(Saved data entries)
=== Begin Enclosure ===
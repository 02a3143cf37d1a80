pub mod evolution_engine;
pub mod gene;
pub mod genome;
pub mod genome_set;
pub mod operators;
pub mod progress;

pub use evolution_engine::{
    EvolutionEngine, EvolutionObserver, EvolutionOutcome, Individual, NullObserver,
};
pub use gene::{Gene, Symbol, Tree};
pub use genome::Genome;
pub use genome_set::GenomeSet;
pub use operators::SymbolSampler;
pub use progress::{ChannelObserver, GenerationUpdate, LogObserver};
use super::evolution_engine::{EvolutionObserver, Individual};

/// Logs each generation's champion through the `log` facade.
///
/// `every` thins the output for long runs; the first generation is always
/// reported.
pub struct LogObserver {
    every: usize,
}

impl LogObserver {
    pub fn new(every: usize) -> Self {
        Self {
            every: every.max(1),
        }
    }
}

impl Default for LogObserver {
    fn default() -> Self {
        Self::new(1)
    }
}

impl<I: Individual> EvolutionObserver<I> for LogObserver {
    fn on_generation(&mut self, iteration: usize, champion: &I) {
        if iteration % self.every == 0 {
            log::info!(
                "generation {}: best score {:.4}: {}",
                iteration,
                champion.score(),
                champion.describe()
            );
        }
    }
}

/// Forwards each generation's result over a channel, for callers driving a
/// UI or collecting progress out of band. Send failures are ignored; a gone
/// receiver must not stop the run.
pub struct ChannelObserver<I> {
    sender: std::sync::mpsc::Sender<GenerationUpdate<I>>,
}

#[derive(Debug)]
pub struct GenerationUpdate<I> {
    pub iteration: usize,
    pub champion: I,
}

impl<I> ChannelObserver<I> {
    pub fn new(sender: std::sync::mpsc::Sender<GenerationUpdate<I>>) -> Self {
        Self { sender }
    }
}

impl<I: Individual> EvolutionObserver<I> for ChannelObserver<I> {
    fn on_generation(&mut self, iteration: usize, champion: &I) {
        let _ = self.sender.send(GenerationUpdate {
            iteration,
            champion: champion.clone(),
        });
    }
}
=== End Enclosure ===
** PROBLEM DETAILS **
Which lines above include the string "EvolutionObserver"? Show them.

** EXERCISE SOLUTION **
    EvolutionEngine, EvolutionObserver, EvolutionOutcome, Individual, NullObserver,
use super::evolution_engine::{EvolutionObserver, Individual};
impl<I: Individual> EvolutionObserver<I> for LogObserver {
impl<I: Individual> EvolutionObserver<I> for ChannelObserver<I> {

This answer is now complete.